YOUR OBJECTIVE: Go through the records below and show every line with the string "until".
---------------
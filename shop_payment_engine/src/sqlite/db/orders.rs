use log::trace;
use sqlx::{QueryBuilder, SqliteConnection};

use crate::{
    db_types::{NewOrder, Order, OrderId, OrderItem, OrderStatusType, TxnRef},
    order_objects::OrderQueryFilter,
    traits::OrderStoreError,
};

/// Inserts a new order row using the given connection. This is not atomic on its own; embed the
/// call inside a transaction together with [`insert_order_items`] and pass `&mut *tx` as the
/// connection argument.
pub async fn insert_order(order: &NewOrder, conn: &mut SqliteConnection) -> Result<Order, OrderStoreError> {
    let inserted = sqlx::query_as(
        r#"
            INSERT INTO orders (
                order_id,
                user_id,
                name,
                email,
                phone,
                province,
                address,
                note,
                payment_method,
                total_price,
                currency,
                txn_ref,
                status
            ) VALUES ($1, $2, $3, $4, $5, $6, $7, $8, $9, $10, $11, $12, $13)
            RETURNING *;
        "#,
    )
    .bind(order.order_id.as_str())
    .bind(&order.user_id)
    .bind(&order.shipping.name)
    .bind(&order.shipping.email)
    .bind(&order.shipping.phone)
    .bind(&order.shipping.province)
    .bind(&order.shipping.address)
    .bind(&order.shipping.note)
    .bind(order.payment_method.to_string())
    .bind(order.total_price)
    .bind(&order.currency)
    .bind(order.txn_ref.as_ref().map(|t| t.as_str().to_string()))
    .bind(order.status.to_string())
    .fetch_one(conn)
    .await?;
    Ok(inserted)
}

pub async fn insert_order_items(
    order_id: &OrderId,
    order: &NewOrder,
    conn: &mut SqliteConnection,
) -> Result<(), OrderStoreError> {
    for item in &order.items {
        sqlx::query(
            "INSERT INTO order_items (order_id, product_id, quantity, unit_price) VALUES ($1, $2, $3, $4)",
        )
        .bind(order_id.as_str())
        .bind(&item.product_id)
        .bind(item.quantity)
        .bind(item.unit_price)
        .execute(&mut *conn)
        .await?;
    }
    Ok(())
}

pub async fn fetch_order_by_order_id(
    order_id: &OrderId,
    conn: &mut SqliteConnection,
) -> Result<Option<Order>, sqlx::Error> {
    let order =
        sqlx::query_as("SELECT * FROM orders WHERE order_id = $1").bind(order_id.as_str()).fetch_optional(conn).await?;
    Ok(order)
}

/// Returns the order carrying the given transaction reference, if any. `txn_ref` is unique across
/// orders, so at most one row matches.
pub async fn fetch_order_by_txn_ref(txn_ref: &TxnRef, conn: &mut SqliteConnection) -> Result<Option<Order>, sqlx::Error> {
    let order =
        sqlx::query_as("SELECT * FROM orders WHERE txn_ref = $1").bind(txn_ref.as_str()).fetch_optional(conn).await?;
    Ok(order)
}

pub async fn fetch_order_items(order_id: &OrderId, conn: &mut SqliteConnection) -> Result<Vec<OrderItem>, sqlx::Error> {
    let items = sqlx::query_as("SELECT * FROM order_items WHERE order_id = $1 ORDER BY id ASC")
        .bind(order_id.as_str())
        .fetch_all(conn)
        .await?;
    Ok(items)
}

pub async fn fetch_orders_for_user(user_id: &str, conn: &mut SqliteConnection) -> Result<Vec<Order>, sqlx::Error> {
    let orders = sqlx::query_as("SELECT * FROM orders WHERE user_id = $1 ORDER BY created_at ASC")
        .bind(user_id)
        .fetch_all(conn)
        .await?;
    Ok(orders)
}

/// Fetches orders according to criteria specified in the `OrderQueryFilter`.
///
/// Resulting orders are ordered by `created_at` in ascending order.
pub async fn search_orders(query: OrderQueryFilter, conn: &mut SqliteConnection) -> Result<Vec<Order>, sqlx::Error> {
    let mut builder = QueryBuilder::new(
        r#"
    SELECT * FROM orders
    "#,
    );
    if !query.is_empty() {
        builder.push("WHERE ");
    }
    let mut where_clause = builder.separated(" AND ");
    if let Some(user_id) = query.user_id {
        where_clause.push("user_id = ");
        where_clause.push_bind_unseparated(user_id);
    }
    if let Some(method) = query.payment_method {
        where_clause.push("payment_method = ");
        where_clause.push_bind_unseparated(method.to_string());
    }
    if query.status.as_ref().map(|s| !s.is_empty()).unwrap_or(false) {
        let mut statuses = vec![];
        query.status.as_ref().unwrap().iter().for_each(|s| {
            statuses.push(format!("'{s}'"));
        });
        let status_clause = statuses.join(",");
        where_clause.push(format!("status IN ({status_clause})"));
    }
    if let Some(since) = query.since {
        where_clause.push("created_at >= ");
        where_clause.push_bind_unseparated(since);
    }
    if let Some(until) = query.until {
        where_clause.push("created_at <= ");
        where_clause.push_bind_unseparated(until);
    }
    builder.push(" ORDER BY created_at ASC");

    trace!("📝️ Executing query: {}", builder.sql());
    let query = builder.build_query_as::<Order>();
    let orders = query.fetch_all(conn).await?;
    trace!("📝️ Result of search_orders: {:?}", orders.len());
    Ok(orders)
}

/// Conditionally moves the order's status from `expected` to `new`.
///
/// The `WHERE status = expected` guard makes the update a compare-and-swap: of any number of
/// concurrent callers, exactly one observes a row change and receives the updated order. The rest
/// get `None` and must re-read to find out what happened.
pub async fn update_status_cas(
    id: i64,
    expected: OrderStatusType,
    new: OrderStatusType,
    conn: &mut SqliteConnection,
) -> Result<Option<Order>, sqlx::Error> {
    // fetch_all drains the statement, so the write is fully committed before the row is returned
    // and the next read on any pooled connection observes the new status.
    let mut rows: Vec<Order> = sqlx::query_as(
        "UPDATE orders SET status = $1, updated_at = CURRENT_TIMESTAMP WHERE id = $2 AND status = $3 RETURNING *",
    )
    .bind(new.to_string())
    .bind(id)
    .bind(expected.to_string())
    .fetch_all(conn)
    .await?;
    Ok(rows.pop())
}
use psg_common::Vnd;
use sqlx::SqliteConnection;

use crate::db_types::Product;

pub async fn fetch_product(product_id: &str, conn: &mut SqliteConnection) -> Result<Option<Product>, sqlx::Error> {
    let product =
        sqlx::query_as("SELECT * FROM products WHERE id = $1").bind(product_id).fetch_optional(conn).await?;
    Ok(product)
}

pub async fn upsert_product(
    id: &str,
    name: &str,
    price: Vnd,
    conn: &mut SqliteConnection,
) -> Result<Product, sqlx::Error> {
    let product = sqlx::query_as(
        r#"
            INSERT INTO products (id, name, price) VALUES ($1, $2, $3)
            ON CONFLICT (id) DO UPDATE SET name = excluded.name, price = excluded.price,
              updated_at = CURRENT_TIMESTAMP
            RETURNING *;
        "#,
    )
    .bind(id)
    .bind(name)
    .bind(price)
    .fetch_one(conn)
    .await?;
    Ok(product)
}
---------------
WORKED SOLUTION:
    if let Some(until) = query.until {
        where_clause.push_bind_unseparated(until);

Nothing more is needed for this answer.